Meeting: 2015 American Transplant Congress
Abstract number: 179
Keywords: Kidney transplantation, Rejection, Survival
Session Information
Session Name: Concurrent Session: Immune Monitoring I
Session Type: Concurrent Session
Date: Monday, May 4, 2015
Session Time: 2:15pm-3:45pm
Presentation Time: 2:27pm-2:39pm
Location: Room 120-ABC
ABMR is the main cause of late graft loss in kidney transplants. Our goal was to determine the variables most strongly predictive of graft loss within three years of a biopsy for cause, in patients that had been diagnosed with either ABMR, transplant glomerulopathy (TG), or mixed (ABMR/TCMR) rejection. A number of histo-clinical variables were used, including lesion scores, GFR, presence/absence of proteinuria, DSA, C4d staining, and time post-transplant. In addition, molecular classifier scores for all of the above histo-clinical variables were included, as were IRRAT (injury repair and response genes) scores and scores from our previously published TCMR, ABMR, and rejection classifiers. Predictions were made using a random forest classifier, and predictive accuracy was assessed using Harrell's C-statistic. Figure 1 shows the relative importance of all the predictive variables used. An (m) after the variable name indicates a molecular predictor. Relative importance was assessed by permuting the values of each variable in turn, and measuring the decline in predictive accuracy in the test sets. The most important variables are those whose randomization results in the greatest loss of accuracy. The error rate shown here (21.6%) was that obtained using all diagnostic groups in the training sets, and is slightly better than that obtained if only ABMR/TG biopsies are used to train (23.5%).
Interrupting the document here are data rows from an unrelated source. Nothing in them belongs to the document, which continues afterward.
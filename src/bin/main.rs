use anyhow::Error;
use openfrp::endpoints;
use reqwest::Client;
use structopt::StructOpt;

#[tokio::main]
async fn main() -> Result<(), Error> {
    env_logger::init();
    let args = Args::from_args();

    log::debug!("Starting application with {:#?}", args);

    let mut builder = Client::builder()
        .user_agent(openfrp::DEFAULT_USER_AGENT)
        .cookie_store(true);

    // one outbound proxy for every request this client ever makes
    if let Some(ref proxy) = args.proxy {
        builder = builder.proxy(reqwest::Proxy::all(proxy.as_str())?);
    }

    let client = builder.build()?;

    // send a login request and get our user session
    let session =
        endpoints::login(&client, &args.host, &args.username, &args.password)
            .await?;

    let user_info =
        endpoints::get_user_info(&client, &args.host, &session).await?;
    println!("{}", user_info);

    let nodes = endpoints::node_list(&client, &args.host, &session).await?;
    log::info!("{} nodes available", nodes.len());
    log::debug!("{:#?}", nodes);

    let proxies =
        endpoints::get_user_proxies(&client, &args.host, &session).await?;
    for proxy in &proxies.list {
        println!("Tunnel {}: {}", proxy.id, proxy.name);
    }

    // the daily check-in tops up the traffic quota
    let message = endpoints::sign_in(&client, &args.host, &session).await?;
    println!("{}", message);

    Ok(())
}

#[derive(Debug, StructOpt)]
struct Args {
    #[structopt(
        long = "host",
        default_value = "of-dev-api.bfsea.xyz",
        help = "The OpenFrp server's hostname"
    )]
    host: String,
    #[structopt(short = "u", long = "username", help = "Your username")]
    username: String,
    #[structopt(short = "p", long = "password", help = "Your password")]
    password: String,
    #[structopt(
        long = "proxy",
        help = "An outbound proxy to route every request through"
    )]
    proxy: Option<String>,
}
//! An unofficial interface to the OpenFrp API.

#![forbid(unsafe_code)]

#[cfg(test)]
#[macro_use]
extern crate pretty_assertions;

pub mod endpoints;
mod nodes;
mod proxies;
mod session;
mod user_info;
mod utils;

pub use nodes::Node;
pub use proxies::{Proxy, ProxyConfig, ProxyList, ProxyType};
pub use session::Session;
pub use user_info::UserInfo;

/// The default user agent to use when communicating with the OpenFrp server.
pub const DEFAULT_USER_AGENT: &str =
    concat!(env!("CARGO_PKG_NAME"), "-", env!("CARGO_PKG_VERSION"));

/// The hostname of the main OpenFrp deployment.
pub const DEFAULT_HOSTNAME: &str = "of-dev-api.bfsea.xyz";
The most important variables predicting outcome are all measures of tissue damage, including proteinuria, GFR, fibrosis, and their molecular classifier equivalents. Of note is the fact that the variables used in the diagnosis of ABMR (g, ptc, cg, DSA, C4d) as well as v lesions are all relatively unimportant in assessing risk of failure. Thus the variables that establish the diagnosis of ABMR are not the same as those that predict progression to failure in ABMR. To a large extent, the relative importance for predicting graft loss in ABMR mirrors that in the overall population of unselected biopsies. Knowing the diagnosis does not improve risk prediction if the molecular and histo-clinical correlates of tissue damage are available.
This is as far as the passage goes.